Dass für die Arbeit am Lexikon in erheblichem Umfang Grundlagenforschung und (oft frustrierende) Einzelrecherchen erforderlich sind, wird jedem rasch bewusst, der das Lebenswerk eines Übersetzers zu rekonstruieren versucht. Vor bald 25 Jahren schrieb Wolfgang Pöckl, dass „Monographien vom Typ X als Übersetzer äußerst rare Ausnahmen (sind)“ (Pöckl 1991: 5). Das hat sich seither ein wenig geändert, von einer systematischen und umfassenden Forschungsaktivität kann allerdings bisher nicht gesprochen werden. Ein solches Vorhaben hat es mit gravierenden Desiderata zu tun: Nur für wenige Sprachen gibt es zuverlässige, auf Augenschein beruhende Übersetzungsbibliographien, Übersetzernachlässe werden nur selten archiviert, vieles landet nach dem Tod eines Übersetzers auf dem Müll und selbst die Suche nach übersetzten Büchern kann sich als sehr schwierig erweisen, da auch diese in keiner deutschen Bibliothek systematisch erfasst und (mitsamt den jeweiligen Originalen) aufbewahrt werden. Wo wäre der Ort für ein großes Übersetzer-Archiv und eine Übersetzungs-Bibliothek, die diese Bezeichnung verdiente? Wo ließe sich der deutsche übersetzerische Import der Literaturen der Welt archivieren, dokumentieren und erforschen? Vielleicht könnte es jenes „weltkulturelle Großprojekt“ sein, das derzeit unter dem Namen Humboldt-Forum auf dem Berliner Schloßplatz entsteht.

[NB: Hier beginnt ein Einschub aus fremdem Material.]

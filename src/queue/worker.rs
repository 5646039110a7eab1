//! Worker trait and before-work hook

use std::future::Future;

use async_trait::async_trait;
use eyre::Result;

use super::task::TaskInfo;

/// The single function a queue runs every task through
///
/// Implemented for any `Fn(TaskInfo<P>) -> impl Future<Output = eyre::Result<R>>`,
/// so an async closure is usually all a caller needs.
#[async_trait]
pub trait Worker<P, R>: Send + Sync {
    async fn work(&self, task: TaskInfo<P>) -> Result<R>;
}

#[async_trait]
impl<P, R, F, Fut> Worker<P, R> for F
where
    P: Send + Sync + 'static,
    R: Send + 'static,
    F: Fn(TaskInfo<P>) -> Fut + Send + Sync,
    Fut: Future<Output = Result<R>> + Send,
{
    async fn work(&self, task: TaskInfo<P>) -> Result<R> {
        (self)(task).await
    }
}

/// Hook run on each selected batch before dispatch
///
/// `Ok(None)` keeps the batch as selected. `Ok(Some(list))` replaces it: any
/// selected task missing from `list` is discarded. An error fails every task
/// of the batch.
pub type BeforeWork<P> = Box<dyn Fn(Vec<TaskInfo<P>>) -> Result<Option<Vec<TaskInfo<P>>>> + Send + Sync>;
//! Priority task queue with bounded concurrency
//!
//! The queue runs every submitted task through a single [`Worker`]:
//! - **Ordering:** lowest priority value first, FIFO within a priority
//! - **Capacity:** at most `concurrent` tasks running at once
//! - **Timeouts:** running tasks are cancelled cooperatively after `timeout-ms`
//! - **Retry:** failed payloads are requeued at the front when enabled
//!
//! Callers observe everything through typed [`QueueEvent`]s.

mod config;
mod core;
mod dispatch;
mod error;
mod events;
mod scheduler;
mod store;
mod task;
mod worker;

pub use config::QueueOptions;
pub use self::core::Queue;
pub use error::QueueError;
pub use events::{ListenerId, QueueEvent};
pub use task::{CancelReason, GroupId, QueueStats, TaskCallbacks, TaskId, TaskInfo};
pub use worker::{BeforeWork, Worker};
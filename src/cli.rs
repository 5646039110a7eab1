//! CLI command definitions and subcommands

use clap::{Args, Parser, Subcommand};
use std::path::PathBuf;
use tracing::warn;

use crate::queue::QueueOptions;

/// Retry cap for `tq run --retry` when neither the flag nor the config sets one
pub const DEFAULT_MAX_RETRIES: u32 = 3;

/// tq - run shell jobs through a bounded priority queue
#[derive(Parser)]
#[command(
    name = "tq",
    about = "Run shell jobs through a bounded-concurrency priority queue",
    version = env!("CARGO_PKG_VERSION"),
    after_help = "Logs are written to: ~/.local/share/taskqueue/logs/tq.log"
)]
pub struct Cli {
    /// Path to config file
    #[arg(short, long, global = true, help = "Path to config file")]
    pub config: Option<PathBuf>,

    /// Enable verbose output
    #[arg(short, long, global = true, help = "Enable verbose output")]
    pub verbose: bool,

    /// Subcommand to execute
    #[command(subcommand)]
    pub command: Option<Command>,
}

/// CLI subcommands
#[derive(Subcommand)]
pub enum Command {
    /// Run jobs, one `[priority<TAB>]command` per line
    Run(RunArgs),

    /// Print the resolved configuration as YAML
    Config,
}

/// Flags of `tq run`; unset ones fall back to the config file
#[derive(Args, Debug, Clone, Default)]
pub struct RunArgs {
    /// Job file (reads stdin when omitted or `-`)
    #[arg(value_name = "FILE")]
    pub file: Option<PathBuf>,

    /// Maximum number of jobs running at once
    #[arg(short = 'n', long)]
    pub concurrent: Option<usize>,

    /// Pause before each dispatch cycle, in milliseconds
    #[arg(long)]
    pub delay_ms: Option<u64>,

    /// Cancel jobs running longer than this, in milliseconds
    #[arg(short, long)]
    pub timeout_ms: Option<u64>,

    /// Requeue failed jobs at the front of the queue
    #[arg(short, long)]
    pub retry: bool,

    /// Give up on a job after this many retries [default: 3]
    #[arg(long, value_name = "N")]
    pub max_retries: Option<u32>,

    /// Output format
    #[arg(short, long, default_value = "text")]
    pub format: OutputFormat,
}

impl RunArgs {
    /// Queue options for a run: config values overridden by flags
    ///
    /// Jobs are all queued before the first dispatch, failures are reported
    /// rather than raised, and retries are always capped.
    pub fn apply(&self, base: &QueueOptions) -> QueueOptions {
        let mut options = base.clone();
        if let Some(concurrent) = self.concurrent {
            options.concurrent = concurrent;
        }
        if let Some(delay_ms) = self.delay_ms {
            options.delay_ms = delay_ms;
        }
        if self.timeout_ms.is_some() {
            options.timeout_ms = self.timeout_ms;
        }
        options.retry |= self.retry;
        options.max_retries = self.max_retries.or(base.max_retries).or(Some(DEFAULT_MAX_RETRIES));
        if base.throw_on_error {
            warn!("throw-on-error is ignored by `tq run`; failures are reported as events");
        }
        options.throw_on_error = false;
        options.auto_start = false;
        options
    }
}

/// Output format for event lines
#[derive(Clone, Copy, Debug, Default, PartialEq, Eq)]
pub enum OutputFormat {
    #[default]
    Text,
    Json,
}

impl std::str::FromStr for OutputFormat {
    type Err = String;

    fn from_str(s: &str) -> Result<Self, Self::Err> {
        match s.to_lowercase().as_str() {
            "text" | "plain" => Ok(Self::Text),
            "json" => Ok(Self::Json),
            _ => Err(format!("Unknown format: {}. Use: text or json", s)),
        }
    }
}

impl std::fmt::Display for OutputFormat {
    fn fmt(&self, f: &mut std::fmt::Formatter<'_>) -> std::fmt::Result {
        match self {
            Self::Text => write!(f, "text"),
            Self::Json => write!(f, "json"),
        }
    }
}
//! taskqueue - bounded-concurrency priority task queue
//!
//! Tasks carry a payload and a priority; a single scheduler loop per queue
//! pulls the lowest-priority-value pending tasks in batches and hands them to
//! a [`queue::Worker`], never running more than the configured number at once.
//! Every state change is published as a [`queue::QueueEvent`].
//!
//! # Modules
//!
//! - [`queue`] - the queue, its scheduler and event bus
//! - [`shell`] - shell-command jobs for the `tq` binary
//! - [`config`] - Configuration types and loading
//! - [`cli`] - Command-line interface

pub mod cli;
pub mod config;
pub mod queue;
pub mod shell;

pub use config::Config;
pub use queue::{
    BeforeWork, CancelReason, GroupId, ListenerId, Queue, QueueError, QueueEvent, QueueOptions, QueueStats,
    TaskCallbacks, TaskId, TaskInfo, Worker,
};
// File: crates/cppman/src/main.rs

mod args;
mod error;
mod project;
mod scaffold;

use args::Args;
use cppman_args::Parser;
use project::ProjectPlan;
use scaffold::ScaffoldConfig;

fn main() {
    // Respects RUST_LOG if set; otherwise only warnings are logged.
    init_logging();

    // Non-UTF-8 tokens are converted lossily and left for the parser to report.
    let argv: Vec<String> = std::env::args_os()
        .map(|arg| arg.to_string_lossy().into_owned())
        .collect();
    let program = argv.first().map(String::as_str).unwrap_or("cppman");

    let registry = args::registry();
    let mut parser = Parser::new(&registry);
    parser.parse(argv.iter().skip(1));

    let Some(request) = Args::from_parser(&parser) else {
        println!("{}", args::usage(program));
        std::process::exit(1);
    };

    let cfg = ScaffoldConfig::from_env();
    log::debug!("templates root: {}", cfg.templates_root.display());

    let plan = match ProjectPlan::resolve(&request, &cfg) {
        Ok(p) => p,
        Err(e) => {
            println!("{e}");
            std::process::exit(e.exit_code());
        }
    };

    println!("Project name....: {}", plan.name);
    println!("Project language: {} ({})", plan.language, plan.standard);
    println!("Project template: {}\n", plan.template.display());

    if let Err(e) = scaffold::create_project(&plan, &cfg) {
        eprintln!("cppman: {e}");
        std::process::exit(e.exit_code());
    }

    println!("Project {} created successfully!", plan.name);
}

fn init_logging() {
    let mut builder =
        env_logger::Builder::from_env(env_logger::Env::default().default_filter_or("warn"));

    // No timestamps, so output is stable across runs.
    builder.format(|buf, record| {
        use std::io::Write;
        writeln!(buf, "[{}] {}", record.level(), record.args())
    });

    let _ = builder.try_init();
}
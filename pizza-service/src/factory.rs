use std::time::Duration;

use anyhow::Result;
use async_trait::async_trait;
use bigdecimal::BigDecimal;
use reqwest::Client;
use serde::{Deserialize, Serialize};
use thiserror::Error;
use uuid::Uuid;

use crate::config::FactorySettings;

#[derive(Debug, Serialize)]
pub struct FactoryDiner {
    pub id: Uuid,
    pub name: String,
    pub email: String,
}

#[derive(Debug, Serialize)]
#[serde(rename_all = "camelCase")]
pub struct FactoryItem {
    pub menu_id: Uuid,
    pub description: String,
    pub price: BigDecimal,
}

#[derive(Debug, Serialize)]
#[serde(rename_all = "camelCase")]
pub struct FactoryOrder {
    pub id: Uuid,
    pub franchise_id: Uuid,
    pub store_id: Uuid,
    pub items: Vec<FactoryItem>,
}

#[derive(Debug, Serialize)]
pub struct FulfillmentRequest {
    pub diner: FactoryDiner,
    pub order: FactoryOrder,
}

/// What the factory hands back on success: a credential the diner can use
/// to verify the pizza, plus a diagnostic report link.
#[derive(Debug, Clone, Deserialize)]
#[serde(rename_all = "camelCase")]
pub struct FactoryReceipt {
    pub jwt: String,
    #[serde(default)]
    pub report_url: Option<String>,
}

#[derive(Debug, Clone, Deserialize)]
#[serde(rename_all = "camelCase")]
struct FactoryFailureBody {
    #[serde(default)]
    report_url: Option<String>,
}

#[derive(Debug, Error)]
pub enum FactoryError {
    #[error("factory rejected the order")]
    Rejected { report_url: Option<String> },
    #[error("factory unreachable: {0}")]
    Unreachable(String),
}

#[async_trait]
pub trait PizzaFactory: Send + Sync {
    async fn fulfill(&self, request: &FulfillmentRequest) -> Result<FactoryReceipt, FactoryError>;
}

/// Production client. One synchronous POST per order with a bounded
/// timeout and no retry.
pub struct HttpFactory {
    client: Client,
    base_url: String,
    api_key: Option<String>,
}

impl HttpFactory {
    pub fn new(settings: &FactorySettings) -> Result<Self> {
        let client = Client::builder()
            .timeout(Duration::from_secs(settings.timeout_seconds))
            .build()?;
        Ok(Self {
            client,
            base_url: settings.base_url.clone(),
            api_key: settings.api_key.clone(),
        })
    }
}

#[async_trait]
impl PizzaFactory for HttpFactory {
    async fn fulfill(&self, request: &FulfillmentRequest) -> Result<FactoryReceipt, FactoryError> {
        let mut builder = self
            .client
            .post(format!("{}/api/order", self.base_url))
            .json(request);
        if let Some(key) = &self.api_key {
            builder = builder.bearer_auth(key);
        }

        let response = builder
            .send()
            .await
            .map_err(|err| FactoryError::Unreachable(err.to_string()))?;

        if response.status().is_success() {
            response
                .json::<FactoryReceipt>()
                .await
                .map_err(|err| FactoryError::Unreachable(err.to_string()))
        } else {
            let report_url = response
                .json::<FactoryFailureBody>()
                .await
                .ok()
                .and_then(|body| body.report_url);
            Err(FactoryError::Rejected { report_url })
        }
    }
}

/// In-process stand-in with a fixed outcome; lets suites exercise both
/// fulfillment paths without a live factory.
pub struct StubFactory {
    outcome: StubOutcome,
}

#[derive(Clone)]
pub enum StubOutcome {
    Succeed(FactoryReceipt),
    Reject { report_url: Option<String> },
}

impl StubFactory {
    pub fn succeeding(jwt: impl Into<String>, report_url: impl Into<String>) -> Self {
        Self {
            outcome: StubOutcome::Succeed(FactoryReceipt {
                jwt: jwt.into(),
                report_url: Some(report_url.into()),
            }),
        }
    }

    pub fn rejecting(report_url: impl Into<String>) -> Self {
        Self {
            outcome: StubOutcome::Reject {
                report_url: Some(report_url.into()),
            },
        }
    }
}

#[async_trait]
impl PizzaFactory for StubFactory {
    async fn fulfill(&self, _request: &FulfillmentRequest) -> Result<FactoryReceipt, FactoryError> {
        match &self.outcome {
            StubOutcome::Succeed(receipt) => Ok(receipt.clone()),
            StubOutcome::Reject { report_url } => Err(FactoryError::Rejected {
                report_url: report_url.clone(),
            }),
        }
    }
}
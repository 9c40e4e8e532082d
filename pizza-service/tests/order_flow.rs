mod support;

use std::sync::Arc;

use anyhow::{Context, Result};
use axum::http::{Method, StatusCode};
use axum::Router;
use serde_json::{json, Value};
use uuid::Uuid;

use pizza_service::factory::StubFactory;
use support::{build_app, login_admin, register_diner, request, Session, TestDatabase};

fn unique_name(prefix: &str) -> String {
    format!("{prefix}_{}", Uuid::new_v4().simple())
}

/// Admin builds a franchise (owned by `owner`), one store, and one menu
/// item; returns (franchiseId, storeId, menuId).
async fn setup_storefront(
    app: &Router,
    admin: &Session,
    owner: &Session,
) -> Result<(String, String, String)> {
    let (status, body) = request(
        app,
        Method::POST,
        "/api/franchise",
        Some(&admin.token),
        Some(json!({ "name": unique_name("Fr"), "admins": [{ "email": owner.email }] })),
    )
    .await?;
    anyhow::ensure!(status == StatusCode::OK, "franchise create failed: {body}");
    let franchise_id = body["id"].as_str().context("franchise id")?.to_string();

    let (status, body) = request(
        app,
        Method::POST,
        &format!("/api/franchise/{franchise_id}/store"),
        Some(&owner.token),
        Some(json!({ "name": unique_name("S") })),
    )
    .await?;
    anyhow::ensure!(status == StatusCode::OK, "store create failed: {body}");
    let store_id = body["id"].as_str().context("store id")?.to_string();

    let (status, body) = request(
        app,
        Method::PUT,
        "/api/order/menu",
        Some(&admin.token),
        Some(json!({
            "title": unique_name("M"),
            "description": "test pizza",
            "image": "pizza9.png",
            "price": 0.05
        })),
    )
    .await?;
    anyhow::ensure!(status == StatusCode::OK, "menu add failed: {body}");
    let menu = body.as_array().context("menu array")?;
    let menu_id = menu
        .last()
        .and_then(|item| item["id"].as_str())
        .context("menu id")?
        .to_string();

    Ok((franchise_id, store_id, menu_id))
}

fn order_body(franchise_id: &str, store_id: &str, menu_id: &str) -> Value {
    json!({
        "franchiseId": franchise_id,
        "storeId": store_id,
        "items": [{ "menuId": menu_id, "description": "test pizza", "price": 0.05 }]
    })
}

#[tokio::test]
#[cfg_attr(
    not(feature = "integration"),
    ignore = "enable with --features integration (requires Postgres via PIZZA_TEST_DATABASE_URL)"
)]
async fn menu_is_public_and_admin_mutable() -> Result<()> {
    let Some(db) = TestDatabase::setup().await? else {
        return Ok(());
    };
    let app = build_app(
        db.pool_clone(),
        Arc::new(StubFactory::rejecting("http://factory/report")),
    );

    let (status, body) = request(&app, Method::GET, "/api/order/menu", None, None).await?;
    assert_eq!(status, StatusCode::OK);
    assert!(body.is_array());

    let diner = register_diner(&app, "menu diner").await?;
    let (status, _) = request(
        &app,
        Method::PUT,
        "/api/order/menu",
        Some(&diner.token),
        Some(json!({
            "title": "Student",
            "description": "test",
            "image": "pizza9.png",
            "price": 0.0001
        })),
    )
    .await?;
    assert_eq!(status, StatusCode::FORBIDDEN);

    let admin = login_admin(&app, &db.pool_clone()).await?;
    let title = unique_name("T");
    let (status, body) = request(
        &app,
        Method::PUT,
        "/api/order/menu",
        Some(&admin.token),
        Some(json!({
            "title": title,
            "description": "desc",
            "image": "pizza9.png",
            "price": 0.0001
        })),
    )
    .await?;
    assert_eq!(status, StatusCode::OK);
    let menu = body.as_array().expect("menu array");
    assert!(!menu.is_empty());
    // Append-only: the new item lands at the end.
    assert_eq!(menu.last().expect("last")["title"], title.as_str());
    Ok(())
}

#[tokio::test]
#[cfg_attr(
    not(feature = "integration"),
    ignore = "enable with --features integration (requires Postgres via PIZZA_TEST_DATABASE_URL)"
)]
async fn menu_item_price_must_be_positive() -> Result<()> {
    let Some(db) = TestDatabase::setup().await? else {
        return Ok(());
    };
    let app = build_app(
        db.pool_clone(),
        Arc::new(StubFactory::rejecting("http://factory/report")),
    );

    let admin = login_admin(&app, &db.pool_clone()).await?;
    let (status, _) = request(
        &app,
        Method::PUT,
        "/api/order/menu",
        Some(&admin.token),
        Some(json!({
            "title": "Free pizza",
            "description": "suspicious",
            "image": "pizza9.png",
            "price": 0
        })),
    )
    .await?;
    assert_eq!(status, StatusCode::BAD_REQUEST);
    Ok(())
}

#[tokio::test]
#[cfg_attr(
    not(feature = "integration"),
    ignore = "enable with --features integration (requires Postgres via PIZZA_TEST_DATABASE_URL)"
)]
async fn orders_require_authentication() -> Result<()> {
    let Some(db) = TestDatabase::setup().await? else {
        return Ok(());
    };
    let app = build_app(
        db.pool_clone(),
        Arc::new(StubFactory::rejecting("http://factory/report")),
    );

    let (status, _) = request(&app, Method::GET, "/api/order", None, None).await?;
    assert_eq!(status, StatusCode::UNAUTHORIZED);

    let (status, _) = request(
        &app,
        Method::POST,
        "/api/order",
        None,
        Some(order_body(
            &Uuid::new_v4().to_string(),
            &Uuid::new_v4().to_string(),
            &Uuid::new_v4().to_string(),
        )),
    )
    .await?;
    assert_eq!(status, StatusCode::UNAUTHORIZED);
    Ok(())
}

#[tokio::test]
#[cfg_attr(
    not(feature = "integration"),
    ignore = "enable with --features integration (requires Postgres via PIZZA_TEST_DATABASE_URL)"
)]
async fn factory_failure_leaves_no_order_behind() -> Result<()> {
    let Some(db) = TestDatabase::setup().await? else {
        return Ok(());
    };
    let app = build_app(
        db.pool_clone(),
        Arc::new(StubFactory::rejecting("http://factory/report")),
    );

    let diner = register_diner(&app, "unlucky diner").await?;
    let admin = login_admin(&app, &db.pool_clone()).await?;
    let (franchise_id, store_id, menu_id) = setup_storefront(&app, &admin, &diner).await?;

    let (status, body) = request(
        &app,
        Method::POST,
        "/api/order",
        Some(&diner.token),
        Some(order_body(&franchise_id, &store_id, &menu_id)),
    )
    .await?;
    assert_eq!(status, StatusCode::INTERNAL_SERVER_ERROR);
    assert_eq!(body["message"], "Failed to fulfill order at factory");
    assert_eq!(body["reportUrl"], "http://factory/report");

    // Nothing was persisted.
    let (status, body) = request(&app, Method::GET, "/api/order", Some(&diner.token), None)
        .await?;
    assert_eq!(status, StatusCode::OK);
    assert_eq!(body["orders"].as_array().expect("orders").len(), 0);
    Ok(())
}

#[tokio::test]
#[cfg_attr(
    not(feature = "integration"),
    ignore = "enable with --features integration (requires Postgres via PIZZA_TEST_DATABASE_URL)"
)]
async fn successful_order_persists_exactly_once() -> Result<()> {
    let Some(db) = TestDatabase::setup().await? else {
        return Ok(());
    };
    let app = build_app(
        db.pool_clone(),
        Arc::new(StubFactory::succeeding("factory-jwt", "http://factory/report")),
    );

    let diner = register_diner(&app, "hungry diner").await?;
    let admin = login_admin(&app, &db.pool_clone()).await?;
    let (franchise_id, store_id, menu_id) = setup_storefront(&app, &admin, &diner).await?;

    let (status, body) = request(
        &app,
        Method::POST,
        "/api/order",
        Some(&diner.token),
        Some(order_body(&franchise_id, &store_id, &menu_id)),
    )
    .await?;
    assert_eq!(status, StatusCode::OK);
    assert_eq!(body["jwt"], "factory-jwt");
    assert_eq!(body["followLinkToEndChaos"], "http://factory/report");
    let order_id = body["order"]["id"].as_str().expect("order id").to_string();
    assert_eq!(body["order"]["franchiseId"], franchise_id.as_str());
    assert_eq!(body["order"]["storeId"], store_id.as_str());

    let (status, body) = request(&app, Method::GET, "/api/order", Some(&diner.token), None)
        .await?;
    assert_eq!(status, StatusCode::OK);
    assert_eq!(body["dinerId"], diner.user_id.to_string());
    let orders = body["orders"].as_array().expect("orders");
    assert_eq!(orders.len(), 1);
    assert_eq!(orders[0]["id"], order_id.as_str());
    assert_eq!(orders[0]["items"].as_array().expect("items").len(), 1);
    assert_eq!(orders[0]["items"][0]["menuId"], menu_id.as_str());
    Ok(())
}

#[tokio::test]
#[cfg_attr(
    not(feature = "integration"),
    ignore = "enable with --features integration (requires Postgres via PIZZA_TEST_DATABASE_URL)"
)]
async fn order_validates_store_and_items() -> Result<()> {
    let Some(db) = TestDatabase::setup().await? else {
        return Ok(());
    };
    let app = build_app(
        db.pool_clone(),
        Arc::new(StubFactory::succeeding("factory-jwt", "http://factory/report")),
    );

    let diner = register_diner(&app, "careful diner").await?;
    let admin = login_admin(&app, &db.pool_clone()).await?;
    let (franchise_id, store_id, menu_id) = setup_storefront(&app, &admin, &diner).await?;

    // Store under a different franchise is not found.
    let (status, _) = request(
        &app,
        Method::POST,
        "/api/order",
        Some(&diner.token),
        Some(order_body(&Uuid::new_v4().to_string(), &store_id, &menu_id)),
    )
    .await?;
    assert_eq!(status, StatusCode::NOT_FOUND);

    // An order needs at least one item.
    let (status, body) = request(
        &app,
        Method::POST,
        "/api/order",
        Some(&diner.token),
        Some(json!({ "franchiseId": franchise_id, "storeId": store_id, "items": [] })),
    )
    .await?;
    assert_eq!(status, StatusCode::BAD_REQUEST);
    assert_eq!(body["message"], "order requires at least one item");

    // No order snuck through.
    let (_, body) = request(&app, Method::GET, "/api/order", Some(&diner.token), None)
        .await?;
    assert_eq!(body["orders"].as_array().expect("orders").len(), 0);
    Ok(())
}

Nicht nur in praktischer Hinsicht gestaltet sich die Übersetzerforschung schwierig; auch was die allgemeine Konzeption des Lexikons anlangt, gibt es noch offene Fragen zur Makro- und Mikrostruktur: Sollen nur Übersetzer aufgenommen werden, die ins Deutsche gearbeitet haben, oder auch jene, die aus dem Deutschen übersetzt haben? Sollen nur Übersetzer der „Höhenkammliteratur“ berücksichtigt werden oder auch jene, die ihr Gewerbe – etwa im frühen 18. Jahrhundert – manufakturartig betrieben haben? Soll nur über „reine“ Übersetzer Auskunft gegeben werden oder soll das Lexikon inklusiv-offen sein und auch Artikel über weitere Akteure des translatorischen Handelns veröffentlichen (Herausgeber, Verleger, Lektoren, Kritiker usw.)? Müsste das Lexikon nicht auch enzyklopädische Sachartikel enthalten zu Stichworten wie Honorare, Urheberrecht, Übersetzen aus zweiter Hand, Relais-Übersetzen, Nachdichten, Koran-Übersetzungen, Zensur usw. usf.
Für die kommenden Jahre sind weitere Konferenzen und Arbeitstreffen in Germersheim geplant, zum Teil mit Schwerpunktthemen wie „Übersetzer im Exil“ (die Konferenz fand im November 2015 statt), „Kritik der Übersetzungskritik“, „Übersetzende Frauen im Schatten dichtender Männer“, „Übersetzer kleiner Literaturen“, „Der Übersetzer und sein Autor“, „Der Verleger und seine Übersetzer“ usw.
Im Frühjahr 2015 wurden die ersten Artikel im Germersheimer Übersetzerlexikon veröffentlicht. Es steht zu hoffen, dass das Lexikon rasch weitere Mitarbeiter aus unterschiedlichsten Disziplinen gewinnt, die im Laufe der Jahre zu einzelnen Übersetzern Artikel beisteuern. Die systematische Entdeckung der Übersetzer hat begonnen, auch wenn man am Ende nicht von jedem wird sagen können, dass es sich bei ihm um einen Entdecker gehandelt hat.